Mahasiswa Universitas Muhammadiyah Banjarmasin Tuntaskan KKN di Awayan, Pemdes Apresiasi Kontribusi Nyata

BALANGAN, dnusantarapost.com – Pemerintah Desa Muara Jaya, Kecamatan Awayan, menjadi lokasi pelaksanaan seminar hasil sekaligus lokakarya penutup program Kuliah Kerja Nyata (KKN) mahasiswa dari Universitas Muhammadiyah Banjarmasin, Kamis (26/2/2026). Kegiatan ini juga dirangkai dengan pelepasan peserta KKN setelah kurang lebih sepuluh hari mengabdi di wilayah tersebut.

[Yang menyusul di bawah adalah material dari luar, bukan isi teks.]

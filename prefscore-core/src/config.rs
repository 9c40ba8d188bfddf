//! Public configuration types for weak-label mining and model fitting.
#![forbid(unsafe_code)]

use crate::ConfigError;

/// Lowest score a rule or prediction may carry.
pub const MIN_SCORE: f64 = 0.0;
/// Highest score a rule or prediction may carry.
pub const MAX_SCORE: f64 = 100.0;
/// Sentinel marking an item without a weak label.
pub const DEFAULT_SCORE: f64 = 50.0;
/// Literal marker that precedes an explicit score inside an identifier.
pub const DEFAULT_SCORE_PREFIX: &str = "@@@评分";
/// Ridge penalty applied when fitting the model.
pub const DEFAULT_REGULARISATION: f64 = 1.0;

const DEFAULT_RULES: [(&str, f64); 6] = [
    ("特殊：100分", 100.0),
    ("特殊：98分", 98.0),
    ("超绝", 95.0),
    ("特殊画风", 90.0),
    ("超级精选", 85.0),
    ("精选", 80.0),
];

/// A single keyword and the score it assigns.
#[derive(Debug, Clone, PartialEq)]
pub struct RatingRule {
    keyword: String,
    score: f64,
}

impl RatingRule {
    /// Literal keyword searched for inside identifiers.
    #[must_use]
    pub fn keyword(&self) -> &str {
        &self.keyword
    }

    /// Score assigned when the keyword matches.
    #[must_use]
    pub const fn score(&self) -> f64 {
        self.score
    }
}

/// Ordered keyword rules; earlier rules take precedence.
///
/// Keywords are matched as literal, case-sensitive substrings. When several
/// keywords occur in one identifier the rule listed first wins, so more
/// specific keywords (`超级精选`) must precede the keywords they contain
/// (`精选`).
#[derive(Debug, Clone, PartialEq)]
pub struct RatingTable {
    rules: Vec<RatingRule>,
}

impl RatingTable {
    /// Create a table with no rules.
    #[must_use]
    pub const fn empty() -> Self {
        Self { rules: Vec::new() }
    }

    /// Build a table from `(keyword, score)` pairs, keeping their order.
    ///
    /// # Errors
    /// Returns [`ConfigError`] when a keyword is empty or repeated, or when a
    /// score is not a finite value in `0..=100`.
    pub fn new<I, K>(rules: I) -> Result<Self, ConfigError>
    where
        I: IntoIterator<Item = (K, f64)>,
        K: Into<String>,
    {
        let mut table = Self::empty();
        for (keyword, score) in rules {
            table.push(keyword, score)?;
        }
        Ok(table)
    }

    /// Append a rule with the lowest precedence so far.
    ///
    /// # Errors
    /// Returns [`ConfigError`] under the same conditions as [`RatingTable::new`].
    pub fn push(&mut self, keyword: impl Into<String>, score: f64) -> Result<(), ConfigError> {
        let text = keyword.into();
        if text.is_empty() {
            return Err(ConfigError::EmptyKeyword {
                index: self.rules.len(),
            });
        }
        if !score.is_finite() || !(MIN_SCORE..=MAX_SCORE).contains(&score) {
            return Err(ConfigError::KeywordScoreOutOfRange {
                keyword: text,
                score,
            });
        }
        if self.rules.iter().any(|rule| rule.keyword == text) {
            return Err(ConfigError::DuplicateKeyword { keyword: text });
        }
        self.rules.push(RatingRule {
            keyword: text,
            score,
        });
        Ok(())
    }

    /// Iterate over the rules in precedence order.
    pub fn iter(&self) -> impl Iterator<Item = &RatingRule> {
        self.rules.iter()
    }

    /// Return the first rule whose keyword occurs in `identifier`.
    #[must_use]
    pub fn first_substring_match(&self, identifier: &str) -> Option<&RatingRule> {
        self.rules
            .iter()
            .find(|rule| identifier.contains(rule.keyword.as_str()))
    }

    /// Return the first rule whose keyword equals `name`, ignoring case.
    #[must_use]
    pub fn first_exact_match(&self, name: &str) -> Option<&RatingRule> {
        let folded = name.to_lowercase();
        self.rules
            .iter()
            .find(|rule| rule.keyword.to_lowercase() == folded)
    }

    /// Number of rules.
    #[must_use]
    pub const fn len(&self) -> usize {
        self.rules.len()
    }

    /// Report whether the table has no rules.
    #[must_use]
    pub const fn is_empty(&self) -> bool {
        self.rules.is_empty()
    }
}

impl Default for RatingTable {
    fn default() -> Self {
        let rules = DEFAULT_RULES
            .iter()
            .map(|&(keyword, score)| RatingRule {
                keyword: keyword.to_owned(),
                score,
            })
            .collect();
        Self { rules }
    }
}

/// Controls how feature text is split into tokens.
#[derive(Debug, Clone, PartialEq, Eq)]
pub struct TokenizerOptions {
    /// Lowercase text before tokenising.
    pub lowercase: bool,
    /// Tokens shorter than this many characters are dropped.
    pub min_token_chars: usize,
    /// Tokens to drop, matched exactly against each emitted token; tokens
    /// are only lowercased first when `lowercase` is set.
    pub stop_words: Vec<String>,
}

impl TokenizerOptions {
    /// Report whether `token` survives the length and stop-word filters.
    #[must_use]
    pub fn keeps(&self, token: &str) -> bool {
        token.chars().count() >= self.min_token_chars
            && !self.stop_words.iter().any(|word| word == token)
    }
}

impl Default for TokenizerOptions {
    fn default() -> Self {
        Self {
            lowercase: true,
            min_token_chars: 1,
            stop_words: Vec::new(),
        }
    }
}

/// Everything the scoring pipeline needs besides the data itself.
#[derive(Debug, Clone, PartialEq)]
pub struct ScorerConfig {
    /// Ordered keyword rules.
    pub rating_table: RatingTable,
    /// Marker preceding an explicit score, matched case-insensitively.
    pub score_prefix: String,
    /// Sentinel for "no weak label"; such items are excluded from training.
    pub default_score: f64,
    /// Ridge penalty `λ`.
    pub regularisation: f64,
    /// Tokenizer behaviour for the vectorizer.
    pub tokenizer: TokenizerOptions,
}

impl ScorerConfig {
    /// Check the configuration can drive a run.
    ///
    /// # Errors
    /// Returns [`ConfigError::EmptyPrefix`], [`ConfigError::NonFiniteDefault`]
    /// or [`ConfigError::InvalidRegularisation`] for the matching field.
    pub fn validate(&self) -> Result<(), ConfigError> {
        if self.score_prefix.is_empty() {
            return Err(ConfigError::EmptyPrefix);
        }
        if !self.default_score.is_finite() {
            return Err(ConfigError::NonFiniteDefault {
                value: self.default_score,
            });
        }
        if !self.regularisation.is_finite() || self.regularisation <= 0.0 {
            return Err(ConfigError::InvalidRegularisation {
                value: self.regularisation,
            });
        }
        Ok(())
    }
}

impl Default for ScorerConfig {
    fn default() -> Self {
        Self {
            rating_table: RatingTable::default(),
            score_prefix: DEFAULT_SCORE_PREFIX.to_owned(),
            default_score: DEFAULT_SCORE,
            regularisation: DEFAULT_REGULARISATION,
            tokenizer: TokenizerOptions::default(),
        }
    }
}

Seminar tersebut memaparkan capaian program mahasiswa yang tersebar di tiga desa, yakni Muara Jaya, Awayan Hilir, dan Bihara. Para peserta dijadwalkan kembali ke kampus pada 3 Maret mendatang.

Bacaan Lainnya

Camat Awayan, Murdiansyah, mengapresiasi kontribusi yang telah diberikan mahasiswa selama berada di tengah masyarakat. Ia menilai berbagai program yang dijalankan mampu menjawab kebutuhan riil di lapangan.

Menurutnya, kegiatan yang dilaksanakan tidak hanya menyentuh aspek sosial dan edukasi, tetapi juga mendukung pengembangan desa. Ia turut menyoroti partisipasi mahasiswa dalam memeriahkan kegiatan keagamaan melalui Gebyar Ramadan yang digelar beberapa waktu lalu.

“Kami sangat mendukung kegiatan seperti ini karena selaras dengan kebutuhan masyarakat. Semoga ke depan kerja sama ini terus berlanjut,” ujarnya.

Murdiansyah juga membuka peluang apabila Kecamatan Awayan kembali menjadi lokasi penempatan KKN di masa mendatang. Dengan latar belakang keilmuan yang beragam, ia optimistis sinergi antara kampus dan pemerintah daerah dapat diperluas untuk mendorong pembangunan berbasis potensi lokal.

Hal senada disampaikan Kepala Desa Muara Jaya, Suhaimi. Ia mengaku bersyukur atas sumbangsih mahasiswa yang dinilai sejalan dengan visi pemerintah desa, terutama dalam menciptakan lingkungan yang bersih dan tertata.

Salah satu program yang mendapat perhatian adalah penyediaan tempat sampah sebagai bagian dari gerakan kebersihan desa. Inisiatif tersebut diharapkan mampu meningkatkan kesadaran masyarakat dalam menjaga lingkungan, meski masa KKN telah berakhir.

Sementara itu, Dosen Pembimbing Lapangan dari Fakultas Keperawatan dan Ilmu Kesehatan UMB, Ica Lisnawati, menjelaskan bahwa KKN kali ini mengusung tema kolaborasi bersama pemerintah daerah. Selain kegiatan sosial, mahasiswa juga mendorong penguatan sektor usaha mikro kecil dan menengah (UMKM) desa agar lebih berkembang.

Ia merinci, terdapat 20 program yang dilaksanakan di Desa Muara Jaya, terdiri dari sembilan program kerja kelompok dan 11 program kerja individu. Seluruhnya disesuaikan dengan kompetensi mahasiswa yang berasal dari tiga fakultas, yakni Fakultas Keperawatan dan Ilmu Kesehatan, Fakultas Teknik, serta Fakultas Psikologi.

Menurutnya, dukungan pemerintah desa dan masyarakat menjadi faktor penting sehingga seluruh program, baik individu maupun kelompok, dapat terlaksana dengan baik. Beberapa kegiatan bahkan difokuskan untuk menghidupkan kembali potensi UMKM agar memiliki daya saing lebih kuat.

Pihak kampus berharap KKN menjadi ruang belajar nyata bagi mahasiswa untuk terlibat langsung dalam proses perencanaan, pelaksanaan, hingga evaluasi program pembangunan masyarakat. Melalui pengalaman tersebut, mahasiswa diharapkan mampu berperan sebagai inovator, motivator, sekaligus problem solver di tengah masyarakat.

Kegiatan penutup berlangsung dalam suasana hangat dan penuh kebersamaan, menandai berakhirnya masa pengabdian mahasiswa di Kecamatan Awayan.